*PROMPT*: Nothing in the data should be left out or altered when it is retyped.

(Extracted records)
//! # entity-export
//!
//! Exports monitoring entities (hosts, services, applications) from a
//! GraphQL entity search API into flat files for offline analysis.
//!
//! ## Design
//!
//! - **Cursor pagination** - each account is fetched page by page until the
//!   API stops returning a `nextCursor`
//! - **Bounded fan-out** - accounts are fetched concurrently, at most
//!   `max_workers` at a time
//! - **Fail per account** - a transport or API error ends that account's
//!   fetch; other accounts and the records already gathered are kept
//!
//! ## Quick Start
//!
//! ```no_run
//! use entity_export::{AccountConfig, Config, Exporter};
//!
//! #[tokio::main]
//! async fn main() -> Result<(), Box<dyn std::error::Error>> {
//!     let config = Config {
//!         max_workers: 2,
//!         accounts: vec![
//!             AccountConfig::new("NRAK-XXXX", 1234567),
//!             AccountConfig::new("NRAK-YYYY", 7654321).with_domains(["APM", "INFRA"]),
//!         ],
//!         ..Default::default()
//!     };
//!
//!     let summary = Exporter::new(config)?.run().await?;
//!     for (entity_type, count) in summary.global_counts.iter() {
//!         println!("{entity_type}: {count}");
//!     }
//!     Ok(())
//! }
//! ```

#![warn(missing_docs)]
#![warn(clippy::all)]
#![warn(clippy::unwrap_used)]
#![warn(clippy::expect_used)]

/// Run-wide aggregation
pub mod aggregate;
/// GraphQL client
pub mod client;
/// Configuration types
pub mod config;
/// Error types
pub mod error;
/// Multi-account export run
pub mod exporter;
/// Paginated fetch for one account
pub mod fetch;
/// CSV and text writers
pub mod output;
/// Query construction
pub mod query;
/// Core types
pub mod types;

// Re-export commonly used types
pub use aggregate::{AccountReport, Aggregator, RunSummary};
pub use client::{EntityClient, ResultsPage};
pub use config::{AccountConfig, Config};
pub use error::{Error, Result};
pub use exporter::Exporter;
pub use fetch::{AccountNameDiscovery, FetchOutcome, fetch_all_entities};
pub use query::{build_filter, build_query};
pub use types::{AccountId, Entity, Tag, TypeCounts};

*PROBLEM SOLUTION*:
//! # entity-export
//!
//! Exports monitoring entities (hosts, services, applications) from a
//! GraphQL entity search API into flat files for offline analysis.
//!
//! ## Design
//!
//! - **Cursor pagination** - each account is fetched page by page until the
//!   API stops returning a `nextCursor`
//! - **Bounded fan-out** - accounts are fetched concurrently, at most
//!   `max_workers` at a time
//! - **Fail per account** - a transport or API error ends that account's
//!   fetch; other accounts and the records already gathered are kept
//!
//! ## Quick Start
//!
//! ```no_run
//! use entity_export::{AccountConfig, Config, Exporter};
//!
//! #[tokio::main]
//! async fn main() -> Result<(), Box<dyn std::error::Error>> {
//!     let config = Config {
//!         max_workers: 2,
//!         accounts: vec![
//!             AccountConfig::new("NRAK-XXXX", 1234567),
//!             AccountConfig::new("NRAK-YYYY", 7654321).with_domains(["APM", "INFRA"]),
//!         ],
//!         ..Default::default()
//!     };
//!
//!     let summary = Exporter::new(config)?.run().await?;
//!     for (entity_type, count) in summary.global_counts.iter() {
//!         println!("{entity_type}: {count}");
//!     }
//!     Ok(())
//! }
//! ```

#![warn(missing_docs)]
#![warn(clippy::all)]
#![warn(clippy::unwrap_used)]
#![warn(clippy::expect_used)]

/// Run-wide aggregation
pub mod aggregate;
/// GraphQL client
pub mod client;
/// Configuration types
pub mod config;
/// Error types
pub mod error;
/// Multi-account export run
pub mod exporter;
/// Paginated fetch for one account
pub mod fetch;
/// CSV and text writers
pub mod output;
/// Query construction
pub mod query;
/// Core types
pub mod types;

// Re-export commonly used types
pub use aggregate::{AccountReport, Aggregator, RunSummary};
pub use client::{EntityClient, ResultsPage};
pub use config::{AccountConfig, Config};
pub use error::{Error, Result};
pub use exporter::Exporter;
pub use fetch::{AccountNameDiscovery, FetchOutcome, fetch_all_entities};
pub use query::{build_filter, build_query};
pub use types::{AccountId, Entity, Tag, TypeCounts};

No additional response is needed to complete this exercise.